Das eigene christliche Profil schärfen

Gottesdienst zum Reformationstag in St. Laurentius | Superintendentin berichtet von Visitation

Wie vielfältig der Reformationstag begangen werden kann, zeigte sich bei einem Gottesdienst mit »Wahl zum Christen des Jahres« in der St. Laurentius-Kirche.

Dassel. Schon im Vorfeld hatte der Gottesdienst zum Reformationstag in St. Laurentius für Aufsehen gesorgt – die angekündigte »Wahl zum Christen des Jahres« wurde mit dem Niveau eines privaten Fernsehsenders gleichgestellt. Dem war aber nicht so – die zahlreichen Kirchenbesucher erlebten einen gehaltvollen Gottesdienst, abgerundet durch Musik der Kirchenband «Ephatha«.
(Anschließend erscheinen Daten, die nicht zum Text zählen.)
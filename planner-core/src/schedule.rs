//! Weekly view of the selected sections.

use tracing::warn;

use crate::catalog::{Day, Section};
use crate::selection::SelectionRegistry;

/// One meeting of one selected section on one day of the week.
#[derive(Debug, Clone, PartialEq, Eq)]
pub struct ScheduleBlock {
    pub crn: String,
    pub title: String,
    pub day: Day,
    /// `HH:MM`, 24-hour
    pub start: String,
    /// `HH:MM`, 24-hour
    pub end: String,
    pub color: String,
    start_minutes: u32,
}

#[derive(Debug, Clone, Default)]
pub struct WeeklySchedule {
    blocks: Vec<ScheduleBlock>,
}

impl WeeklySchedule {
    /// Project every meeting day of every selected section into a block.
    ///
    /// Meetings without a clock time (e.g. "TBA") can't be placed and are
    /// skipped.
    pub fn from_selection(selection: &SelectionRegistry<Section>) -> Self {
        let mut blocks = Vec::new();

        for entry in selection.entries() {
            let section = entry.payload();

            for meeting in &section.meeting_times {
                let (Some(start), Some(end)) = (meeting.start(), meeting.end()) else {
                    warn!(crn = %section.crn, "meeting has no start or end time, skipping");
                    continue;
                };

                let (Some(start_clock), Some(end_clock), Some(start_minutes)) =
                    (start.clock(), end.clock(), start.minutes_since_midnight())
                else {
                    warn!(
                        crn = %section.crn,
                        start = %start.as_str(),
                        end = %end.as_str(),
                        "meeting time is not a clock time, skipping"
                    );
                    continue;
                };

                for day in &meeting.days {
                    blocks.push(ScheduleBlock {
                        crn: section.crn.clone(),
                        title: section.short_title(),
                        day: *day,
                        start: start_clock.clone(),
                        end: end_clock.clone(),
                        color: entry.color().to_string(),
                        start_minutes,
                    });
                }
            }
        }

        WeeklySchedule { blocks }
    }

    pub fn blocks(&self) -> &[ScheduleBlock] {
        &self.blocks
    }

    pub fn is_empty(&self) -> bool {
        self.blocks.is_empty()
    }

    /// A day's blocks ordered by start time.
    pub fn blocks_on(&self, day: Day) -> Vec<&ScheduleBlock> {
        let mut blocks: Vec<_> = self.blocks.iter().filter(|b| b.day == day).collect();
        blocks.sort_by_key(|b| b.start_minutes);
        blocks
    }

    /// Sunday through Saturday, each with its ordered blocks.
    pub fn days(&self) -> impl Iterator<Item = (Day, Vec<&ScheduleBlock>)> {
        Day::ALL.into_iter().map(|day| (day, self.blocks_on(day)))
    }
}

#[cfg(test)]
mod tests {
    use super::*;
    use crate::catalog::{MeetingTime, SearchResults};
    use crate::catalog::tests::SAMPLE_RESULTS;
    use crate::palette::Palette;

    fn selection(crns: &[&str]) -> SelectionRegistry<Section> {
        let results = SearchResults::from_json(SAMPLE_RESULTS).unwrap();
        let mut selection = SelectionRegistry::new(Palette::default());
        for crn in crns {
            selection.add(results.find(crn).unwrap().clone());
        }
        selection
    }

    #[test]
    fn one_block_per_meeting_day() {
        let schedule = WeeklySchedule::from_selection(&selection(&["51234", "51300"]));

        // MWF + R for calculus, TR for data organization
        assert_eq!(schedule.blocks().len(), 6);
        assert!(schedule.blocks_on(Day::Sunday).is_empty());
        assert_eq!(schedule.blocks_on(Day::Monday).len(), 1);
    }

    #[test]
    fn blocks_carry_selection_color_and_clock_times() {
        let schedule = WeeklySchedule::from_selection(&selection(&["51234", "51300"]));
        let palette = Palette::default();

        let monday = schedule.blocks_on(Day::Monday);
        assert_eq!(monday[0].title, "MATH1512 003");
        assert_eq!(monday[0].start, "09:00");
        assert_eq!(monday[0].end, "09:50");
        assert_eq!(monday[0].color, palette.colors()[0]);

        let tuesday = schedule.blocks_on(Day::Tuesday);
        assert_eq!(tuesday[0].color, palette.colors()[1]);
    }

    #[test]
    fn day_blocks_ordered_by_start() {
        let schedule = WeeklySchedule::from_selection(&selection(&["51234", "51300"]));

        let thursday: Vec<_> = schedule
            .blocks_on(Day::Thursday)
            .into_iter()
            .map(|b| (b.crn.as_str(), b.start.as_str()))
            .collect();
        assert_eq!(thursday, vec![("51300", "11:00"), ("51234", "14:00")]);
    }

    #[test]
    fn unplaceable_meetings_are_skipped() {
        let results = SearchResults::from_json(SAMPLE_RESULTS).unwrap();
        let mut section = results.find("51300").unwrap().clone();
        section.meeting_times[0].start_time = "TBA".to_string();

        let mut selection = SelectionRegistry::new(Palette::default());
        selection.add(section);

        assert!(WeeklySchedule::from_selection(&selection).is_empty());
    }

    fn calculus_with(edit: impl FnOnce(&mut MeetingTime)) -> SelectionRegistry<Section> {
        let results = SearchResults::from_json(SAMPLE_RESULTS).unwrap();
        let mut section = results.find("51234").unwrap().clone();
        edit(&mut section.meeting_times[1]);

        let mut selection = SelectionRegistry::new(Palette::default());
        selection.add(section);
        selection
    }

    #[test]
    fn opaque_end_time_is_skipped() {
        let schedule =
            WeeklySchedule::from_selection(&calculus_with(|m| m.end_time = "TBA".to_string()));

        // The Thursday meeting is dropped, the MWF lecture stays
        assert_eq!(schedule.blocks().len(), 3);
        assert!(schedule.blocks_on(Day::Thursday).is_empty());
        assert_eq!(schedule.blocks_on(Day::Friday)[0].start, "09:00");
    }

    #[test]
    fn empty_start_or_end_is_skipped() {
        for edit in [
            (|m: &mut MeetingTime| m.start_time.clear()) as fn(&mut MeetingTime),
            |m: &mut MeetingTime| m.end_time.clear(),
        ] {
            let schedule = WeeklySchedule::from_selection(&calculus_with(edit));

            assert_eq!(schedule.blocks().len(), 3);
            assert!(schedule.blocks_on(Day::Thursday).is_empty());
            assert_eq!(schedule.blocks_on(Day::Monday).len(), 1);
        }
    }

    #[test]
    fn days_cover_the_week() {
        let schedule = WeeklySchedule::from_selection(&selection(&["51300"]));
        let days: Vec<_> = schedule.days().map(|(day, blocks)| (day, blocks.len())).collect();

        assert_eq!(days.len(), 7);
        assert_eq!(days[2], (Day::Tuesday, 1));
        assert_eq!(days[4], (Day::Thursday, 1));
    }
}
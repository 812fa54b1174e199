use anyhow::Result;
use planner_core::time_format::format_time;

/// Print each raw time formatted for display, one per line.
/// Empty input prints an empty line.
pub fn run(raw: &[String]) -> Result<()> {
    for time in raw {
        println!("{}", format_time(Some(time.as_str())).unwrap_or_default());
    }

    Ok(())
}
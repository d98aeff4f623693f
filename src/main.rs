//! Cross-posts new YouTube uploads to subreddits
//!
//! Meant to be run periodically by something like cron or a systemd timer. Runs must not overlap
//! since nothing guards the watermark file against concurrent writers

mod commands;
mod config;
mod crosspost;
mod delta;
mod log;
mod reddit;
mod repost;
mod types;
mod utils;
mod watermark;
mod youtube;

use clap::{Parser, Subcommand};
use tracing_subscriber::filter::LevelFilter;

#[derive(Parser, Debug)]
#[command(version, about)]
struct Cli {
    /// Log per-item decisions too
    #[arg(short, long, global = true)]
    verbose: bool,
    #[command(subcommand)]
    command: Command,
}

#[derive(Subcommand, Debug)]
enum Command {
    /// Post everything new since the last run
    Sync(commands::sync::Args),
    /// Show what's tracked for each source
    Status(commands::status::Args),
}

fn main() -> anyhow::Result<()> {
    // A missing .env is fine, everything can come from the real environment
    let _ = dotenv::dotenv();
    let Cli { verbose, command } = Cli::parse();

    let default_level = if verbose {
        LevelFilter::DEBUG
    } else {
        LevelFilter::INFO
    };
    log::init(default_level)?;

    match command {
        Command::Sync(args) => commands::sync::run(args),
        Command::Status(args) => commands::status::run(args),
    }
}
use std::path::PathBuf;

use super::StateArgs;
use crate::{
    config::{Config, Secrets},
    crosspost::{CrossPoster, Report},
    reddit::Reddit,
    watermark::WatermarkStore,
    youtube::Youtube,
};

#[derive(clap::Args, Debug)]
pub struct Args {
    #[arg(long = "config", env = "CONFIG_PATH")]
    config_path: PathBuf,
    #[arg(long = "secrets", env = "SECRETS_PATH")]
    secrets_path: PathBuf,
    #[command(flatten)]
    state: StateArgs,
    /// Only log what would be submitted
    #[arg(long)]
    dry_run: bool,
}

pub fn run(args: Args) -> anyhow::Result<()> {
    let Args {
        config_path,
        secrets_path,
        state: StateArgs { state_path },
        dry_run,
    } = args;

    // Bad configuration bails before anything touches the network
    let config = Config::load(&config_path)?;
    let secrets = Secrets::load(&secrets_path)?;

    let store = WatermarkStore::new(state_path);
    let watermarks = store.load_or_default()?;

    let youtube = Youtube::new(&secrets.youtube, &secrets.reddit.user_agent)?;
    let reddit = Reddit::new(secrets.reddit);

    let Report {
        failed_sources,
        submitted,
        skipped_reposts,
        failed_submissions,
    } = CrossPoster::new(&config, &youtube, &reddit, &store)
        .dry_run(dry_run)
        .run(watermarks)?;

    tracing::info!(
        submitted,
        skipped_reposts,
        failed_submissions,
        failed_sources,
        "Finished run"
    );
    Ok(())
}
Sechs Kandidaten präsentierte Pastor Possner, sie alle hatten ein unterschiedliches christliches Profil: ein junger ehemaliger Drogenjunkie, der sich mit seinen Eltern ausgesöhnt hat, eine sozial engagierte Frau, die bei Ungerechtigkeiten aktiv wird, eine junge Teamerin, die gerne eine gute Christin wäre, ein Sträfling, der seine Taten bereut, eine ältere Dame, die ihr Leben lang in der Gemeinde engagiert war und einen seriösen Banker. Damit war das »Wahllokal« eröffnet, und die Gottesdienstbesucher mussten mittels Münzen abstimmen. Die Bekanntgabe des Wahlergebnisses jedoch wurde jäh unterbrochen durch einen Brief von Martin Luther. Der mahnte die »närrischen Christen« an, nicht den Kern zu vergessen: Jeder, der seine Schuld bekenne, sei auf dem richtigen Weg und bleibe in der Heiligen Schrift.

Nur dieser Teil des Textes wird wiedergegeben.